My best advice for a road trip is to make it a leisurely one. Don’t plan to travel too far in a day or set a destination too far away. Think about travelling off-interstate, along some back roads and blue highways. Car trips are the best way to be spontaneous and open to whatever comes your way. With car travel, you already know that your truck or backseat can accommodate whatever mobility device you’ll need on your travels—and you also have more control over delays or cancellations that can be more troublesome when you travel by public transport.

Be sure to check out 1-800-USA-RAIL. AMTRAK has good discounts for wheelchair users (from 15% to 50%) and a travel companion. As with Greyhound (which also offers discounts to those with mobility issues), once you’re in place in your seat, you can relax and leave the driving to others.

Advice: Practical and Personal

You will find online advice specific to your personality and habits. Consider your own situation carefully as you decide how far afield you want to travel, what a specific destination might be, what attractions you will be able to access, your mode of travel. Is this going to be a car trip to a state park, a flight to Rome or a cruise to Aruba? If there’s a time of day when you have more energy, schedule activities within that time frame. Don’t try to do too much in a day. If you’re accustomed to an afternoon nap, include one in your planning. If you’re used to a shower bench or need a roll-in shower and grab bars, ask as you make your reservation. (If the desk clerk doesn’t know about those avails, ask to speak to someone in housekeeping. They will know exactly what your options are.) Make use of your hotel concierge, who can arrange taxis and shuttles, arrange tours that accommodate your limitations and mobility devices, make reservations that take your special needs into consideration.

Pay attention to practical advice, like get some good travel insurance with medical. (Medicare is not operative overseas.) Determine your power outlet accessibility and bring a power adapter if you’re traveling to a country with different plugs. Also, bring along not one but two chargers! And a bungee cord.

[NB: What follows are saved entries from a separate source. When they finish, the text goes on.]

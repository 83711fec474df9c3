//! Ledger address type.

use serde::{Deserialize, Serialize};
use std::fmt;

/// An address on the external ledger, kept as the opaque string the ledger
/// uses. txtrail never derives or validates addresses itself; the ledger is
/// the authority on what resolves.
#[derive(Clone, Debug, PartialEq, Eq, Hash, Serialize, Deserialize)]
pub struct Address(String);

impl Address {
    pub fn new(raw: impl Into<String>) -> Self {
        Self(raw.into())
    }

    pub fn as_str(&self) -> &str {
        &self.0
    }

    pub fn is_empty(&self) -> bool {
        self.0.is_empty()
    }
}

impl fmt::Display for Address {
    fn fmt(&self, f: &mut fmt::Formatter<'_>) -> fmt::Result {
        write!(f, "{}", self.0)
    }
}

impl From<String> for Address {
    fn from(s: String) -> Self {
        Self(s)
    }
}

impl From<&str> for Address {
    fn from(s: &str) -> Self {
        Self(s.to_string())
    }
}
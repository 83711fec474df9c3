//! Integration tests exercising the full request pipeline:
//! ledger listing → cache partition → enrichment → persistence → response.
//!
//! These drive the merge-trigger core (`assemble_transactions`) directly,
//! wiring the same collaborators the axum handler uses.

use std::sync::Arc;

use txtrail_client::LedgerClient;
use txtrail_enrich::{EnrichConfig, Enricher};
use txtrail_nullables::{NullCacheStore, NullLedgerClient};
use txtrail_rpc::handlers::assemble_transactions;
use txtrail_rpc::{AppState, RpcError};
use txtrail_store::TxCacheStore;
use txtrail_types::{Address, BlockInfo, TxId, TxSummary};

// ---------------------------------------------------------------------------
// Helpers
// ---------------------------------------------------------------------------

fn summary(id: &str, height: u64) -> TxSummary {
    TxSummary {
        id: TxId::from(id),
        block_height: height,
        time: 1_600_000_000,
    }
}

fn block(hash: &str, height: u64) -> BlockInfo {
    BlockInfo {
        hash: hash.to_string(),
        height,
    }
}

fn state_with(client: &Arc<NullLedgerClient>, store: &Arc<NullCacheStore>) -> AppState {
    let c = Arc::clone(client) as Arc<dyn LedgerClient>;
    let s = Arc::clone(store) as Arc<dyn TxCacheStore>;
    AppState {
        client: Arc::clone(&c),
        store: Arc::clone(&s),
        enricher: Enricher::new(c, s, EnrichConfig::default()),
    }
}

/// Script a fully resolvable confirmed transaction.
fn script_confirmed(client: &NullLedgerClient, id: &str, height: u64, hash: &str) {
    client.script_raw(id, format!("raw-{id}"));
    client.script_blocks(height, vec![block(hash, height)]);
}

// ---------------------------------------------------------------------------
// Tests
// ---------------------------------------------------------------------------

#[tokio::test]
async fn every_listed_transaction_appears_exactly_once() {
    let client = Arc::new(NullLedgerClient::new());
    let store = Arc::new(NullCacheStore::new());
    let address = Address::from("addr1");

    client.script_listing(
        &address,
        vec![summary("a", 100), summary("b", 0), summary("c", 200)],
    );
    script_confirmed(&client, "a", 100, "h100");
    client.script_raw("b", "raw-b");
    script_confirmed(&client, "c", 200, "h200");

    let state = state_with(&client, &store);
    let response = assemble_transactions(&state, &address).await.unwrap();

    let mut raws: Vec<&str> = response
        .transactions
        .iter()
        .map(|t| t.raw.as_str())
        .collect();
    raws.sort_unstable();
    assert_eq!(raws, ["raw-a", "raw-b", "raw-c"]);
    assert!(response.errors.is_empty());
}

#[tokio::test]
async fn second_request_is_all_hits_and_fetches_nothing() {
    let client = Arc::new(NullLedgerClient::new());
    let store = Arc::new(NullCacheStore::new());
    let address = Address::from("addr1");

    client.script_listing(&address, vec![summary("a", 100), summary("b", 0)]);
    script_confirmed(&client, "a", 100, "h100");
    client.script_raw("b", "raw-b");

    let state = state_with(&client, &store);
    let first = assemble_transactions(&state, &address).await.unwrap();
    let raw_calls_after_first = client.raw_calls();
    let height_calls_after_first = client.total_height_calls();

    let second = assemble_transactions(&state, &address).await.unwrap();

    // Identical results, zero new enrichment traffic.
    let first_raws: Vec<&str> = first.transactions.iter().map(|t| t.raw.as_str()).collect();
    let second_raws: Vec<&str> = second.transactions.iter().map(|t| t.raw.as_str()).collect();
    assert_eq!(first_raws, second_raws);
    assert_eq!(client.raw_calls(), raw_calls_after_first);
    assert_eq!(client.total_height_calls(), height_calls_after_first);
}

#[tokio::test]
async fn hits_come_before_misses() {
    let client = Arc::new(NullLedgerClient::new());
    let store = Arc::new(NullCacheStore::new());
    let address = Address::from("addr1");

    // "cached" is already in the store; "fresh" is new. The ledger lists the
    // new one first, but hits still lead the response.
    client.script_listing(&address, vec![summary("fresh", 100), summary("cached", 0)]);
    script_confirmed(&client, "fresh", 100, "h100");
    store.seed(txtrail_types::Transaction::from_summary(
        &summary("cached", 0),
        "raw-cached".to_string(),
    ));

    let state = state_with(&client, &store);
    let response = assemble_transactions(&state, &address).await.unwrap();

    assert_eq!(response.transactions[0].raw, "raw-cached");
    assert_eq!(response.transactions[1].raw, "raw-fresh");
}

#[tokio::test]
async fn cached_record_with_hash_is_never_degraded() {
    let client = Arc::new(NullLedgerClient::new());
    let store = Arc::new(NullCacheStore::new());
    let address = Address::from("addr1");

    let mut enriched = txtrail_types::Transaction::from_summary(
        &summary("a", 100),
        "raw-a".to_string(),
    );
    enriched.block.as_mut().unwrap().hash = Some("h100".to_string());
    store.seed(enriched);

    client.script_listing(&address, vec![summary("a", 100)]);

    let state = state_with(&client, &store);
    assemble_transactions(&state, &address).await.unwrap();
    assemble_transactions(&state, &address).await.unwrap();

    // Still a hit, never re-fetched, hash intact.
    assert_eq!(client.raw_calls(), 0);
    let record = store.lookup(&TxId::from("a")).unwrap().unwrap();
    assert_eq!(record.block.unwrap().hash.as_deref(), Some("h100"));
}

#[tokio::test]
async fn miss_set_is_enriched_as_one_batch() {
    let client = Arc::new(NullLedgerClient::new());
    let store = Arc::new(NullCacheStore::new());
    let address = Address::from("addr1");

    // Two misses sharing one height: batch-level enrichment resolves the
    // height once; per-transaction invocation would resolve it twice.
    client.script_listing(&address, vec![summary("a", 100), summary("b", 100)]);
    client.script_raw("a", "raw-a");
    client.script_raw("b", "raw-b");
    client.script_blocks(100, vec![block("h100", 100)]);

    let state = state_with(&client, &store);
    assemble_transactions(&state, &address).await.unwrap();

    assert_eq!(client.height_calls(100), 1);
}

#[tokio::test]
async fn listing_failure_is_request_fatal() {
    let client = Arc::new(NullLedgerClient::new());
    let store = Arc::new(NullCacheStore::new());
    let address = Address::from("unknown");

    let state = state_with(&client, &store);
    let err = assemble_transactions(&state, &address).await.unwrap_err();
    assert!(matches!(err, RpcError::Upstream(_)));
}

#[tokio::test]
async fn empty_address_is_rejected() {
    let client = Arc::new(NullLedgerClient::new());
    let store = Arc::new(NullCacheStore::new());

    let state = state_with(&client, &store);
    let err = assemble_transactions(&state, &Address::from(""))
        .await
        .unwrap_err();
    assert!(matches!(err, RpcError::InvalidRequest(_)));
}

#[tokio::test]
async fn enrichment_failures_annotate_a_successful_response() {
    let client = Arc::new(NullLedgerClient::new());
    let store = Arc::new(NullCacheStore::new());
    let address = Address::from("addr1");

    client.script_listing(&address, vec![summary("a", 100), summary("b", 200)]);
    script_confirmed(&client, "a", 100, "h100");
    client.script_raw("b", "raw-b");
    client.fail_height(200);

    let state = state_with(&client, &store);
    let response = assemble_transactions(&state, &address).await.unwrap();

    // The request still succeeds with the full transaction set; the failed
    // height shows up as an annotation.
    assert_eq!(response.transactions.len(), 2);
    assert_eq!(response.errors.len(), 1);
    assert!(response.errors[0].contains("height 200"));

    let resolved = store.lookup(&TxId::from("a")).unwrap().unwrap();
    assert_eq!(resolved.block.unwrap().hash.as_deref(), Some("h100"));
    assert!(store.lookup(&TxId::from("b")).unwrap().is_none());
}
//! LMDB implementation of TxCacheStore.
//!
//! One environment, one named database holding bincode-encoded transactions
//! keyed by id bytes. Every put runs in its own write transaction, so a
//! failed write aborts cleanly without touching committed records.

use std::path::Path;
use std::sync::OnceLock;

use heed::types::Bytes;
use heed::{Database, Env, EnvOpenOptions};

use txtrail_store::{StoreError, TxCacheStore};
use txtrail_types::{Transaction, TxId};

use crate::LmdbError;

/// Default LMDB map size: 1 GiB, plenty for an append-only record cache.
const DEFAULT_MAP_SIZE: usize = 1 << 30;

pub struct LmdbCacheStore {
    env: Env,
    container: String,
    records_db: OnceLock<Database<Bytes, Bytes>>,
}

impl LmdbCacheStore {
    /// Open (or create) the cache environment at `path`.
    ///
    /// The named container is not created here; call
    /// [`TxCacheStore::ensure_container`] once at startup.
    pub fn open(path: &Path, container: &str) -> Result<Self, StoreError> {
        Self::open_with_map_size(path, container, DEFAULT_MAP_SIZE)
    }

    pub fn open_with_map_size(
        path: &Path,
        container: &str,
        map_size: usize,
    ) -> Result<Self, StoreError> {
        std::fs::create_dir_all(path)
            .map_err(|e| StoreError::Backend(format!("create cache dir: {e}")))?;
        // Safety: the daemon opens the cache environment exactly once per
        // process; no other handle to this path exists.
        let env = unsafe {
            EnvOpenOptions::new()
                .map_size(map_size)
                .max_dbs(4)
                .open(path)
        }
        .map_err(LmdbError::from)?;
        Ok(Self {
            env,
            container: container.to_string(),
            records_db: OnceLock::new(),
        })
    }

    fn db(&self) -> Result<Database<Bytes, Bytes>, StoreError> {
        self.records_db
            .get()
            .copied()
            .ok_or_else(|| LmdbError::ContainerMissing(self.container.clone()).into())
    }
}

impl TxCacheStore for LmdbCacheStore {
    fn ensure_container(&self) -> Result<(), StoreError> {
        if self.records_db.get().is_some() {
            return Ok(());
        }
        let mut wtxn = self.env.write_txn().map_err(LmdbError::from)?;
        let db = self
            .env
            .create_database::<Bytes, Bytes>(&mut wtxn, Some(&self.container))
            .map_err(LmdbError::from)?;
        wtxn.commit().map_err(LmdbError::from)?;
        let _ = self.records_db.set(db);
        Ok(())
    }

    fn lookup(&self, id: &TxId) -> Result<Option<Transaction>, StoreError> {
        let db = self.db()?;
        let rtxn = self.env.read_txn().map_err(LmdbError::from)?;
        let Some(bytes) = db.get(&rtxn, id.as_bytes()).map_err(LmdbError::from)? else {
            return Ok(None);
        };
        match bincode::deserialize::<Transaction>(bytes) {
            Ok(tx) => Ok(Some(tx)),
            // A corrupt record is reported as a miss: the caller falls back
            // to re-fetching and the next put overwrites the bad value.
            Err(e) => {
                tracing::warn!(id = %id, error = %e, "cached record failed to decode, treating as miss");
                Ok(None)
            }
        }
    }

    fn put(&self, tx: &Transaction) -> Result<(), StoreError> {
        let db = self.db()?;
        let bytes = bincode::serialize(tx).map_err(LmdbError::from)?;
        let mut wtxn = self.env.write_txn().map_err(LmdbError::from)?;
        db.put(&mut wtxn, tx.id.as_bytes(), &bytes)
            .map_err(LmdbError::from)?;
        wtxn.commit().map_err(LmdbError::from)?;
        Ok(())
    }
}

#[cfg(test)]
mod tests {
    use super::*;
    use txtrail_types::TxSummary;

    fn open_test_store() -> (tempfile::TempDir, LmdbCacheStore) {
        let dir = tempfile::tempdir().unwrap();
        let store = LmdbCacheStore::open_with_map_size(dir.path(), "transactions", 1 << 20).unwrap();
        store.ensure_container().unwrap();
        (dir, store)
    }

    fn confirmed_tx(id: &str, height: u64) -> Transaction {
        let summary = TxSummary {
            id: TxId::from(id),
            block_height: height,
            time: 1_600_000_000,
        };
        Transaction::from_summary(&summary, format!("raw-{id}"))
    }

    #[test]
    fn lookup_before_ensure_container_fails() {
        let dir = tempfile::tempdir().unwrap();
        let store =
            LmdbCacheStore::open_with_map_size(dir.path(), "transactions", 1 << 20).unwrap();
        assert!(store.lookup(&TxId::from("tx1")).is_err());
    }

    #[test]
    fn ensure_container_is_idempotent() {
        let (_dir, store) = open_test_store();
        store.ensure_container().unwrap();
        store.ensure_container().unwrap();
    }

    #[test]
    fn lookup_miss_is_none() {
        let (_dir, store) = open_test_store();
        assert!(store.lookup(&TxId::from("absent")).unwrap().is_none());
    }

    #[test]
    fn put_then_lookup_roundtrip() {
        let (_dir, store) = open_test_store();
        let tx = confirmed_tx("tx2", 100);
        store.put(&tx).unwrap();
        assert_eq!(store.lookup(&tx.id).unwrap(), Some(tx));
    }

    #[test]
    fn put_overwrites_existing_value() {
        let (_dir, store) = open_test_store();
        let mut tx = confirmed_tx("tx2", 100);
        store.put(&tx).unwrap();

        tx.block.as_mut().unwrap().hash = Some("00000000abcd".to_string());
        store.put(&tx).unwrap();

        let got = store.lookup(&tx.id).unwrap().unwrap();
        assert_eq!(got.block.unwrap().hash.as_deref(), Some("00000000abcd"));
    }

    #[test]
    fn corrupt_record_reads_as_miss() {
        let (_dir, store) = open_test_store();
        let id = TxId::from("garbled");

        // Write undecodable bytes under the key, bypassing put().
        let db = store.db().unwrap();
        let mut wtxn = store.env.write_txn().unwrap();
        db.put(&mut wtxn, id.as_bytes(), b"\xff\xff\xff not bincode")
            .unwrap();
        wtxn.commit().unwrap();

        assert!(store.lookup(&id).unwrap().is_none());
    }
}
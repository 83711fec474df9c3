//! Fundamental types for the txtrail service.
//!
//! This crate defines the core types shared across every other crate in the
//! workspace: transaction ids, addresses, block metadata and the cached
//! transaction record.

pub mod address;
pub mod block;
pub mod id;
pub mod listing;
pub mod transaction;

pub use address::Address;
pub use block::Block;
pub use id::TxId;
pub use listing::{BlockInfo, TxSummary};
pub use transaction::Transaction;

Welcome the Kindness of Strangers

A final thought: Discounts and special offers abound for those of us with mobility problems or other medical issues. As previously mentioned, Amtrak and Greyhound both have special discounts, and so do any number of destination sites. The National Park access and services are generally free for the disabled. If you check or ask individual museums, historic sites, monuments, zoos and theme parks you might want to visit in this country or others, you are likely to find special offers at some of those as well. Almost always, a wheelchair or other mobility device will enable you to skip a line or go to the front. Finally, don’t forget about the kindness of strangers. Don’t be reluctant to ask for help if you need it. It’s often a surprise to find out how eager others are to help out, but they are out there and ready to aid you if you just let them know you want and need some assistance.

Enjoy your vacation, then. We suspect if you and your scooter, wheelchair, rollator—whatever mobility aid you need or want to take along—undertake a trip or a vacation this year, it won’t be your last. Whether you roll around the world, across the state or up the coast, won’t it be wonderful to travel again . . . and again?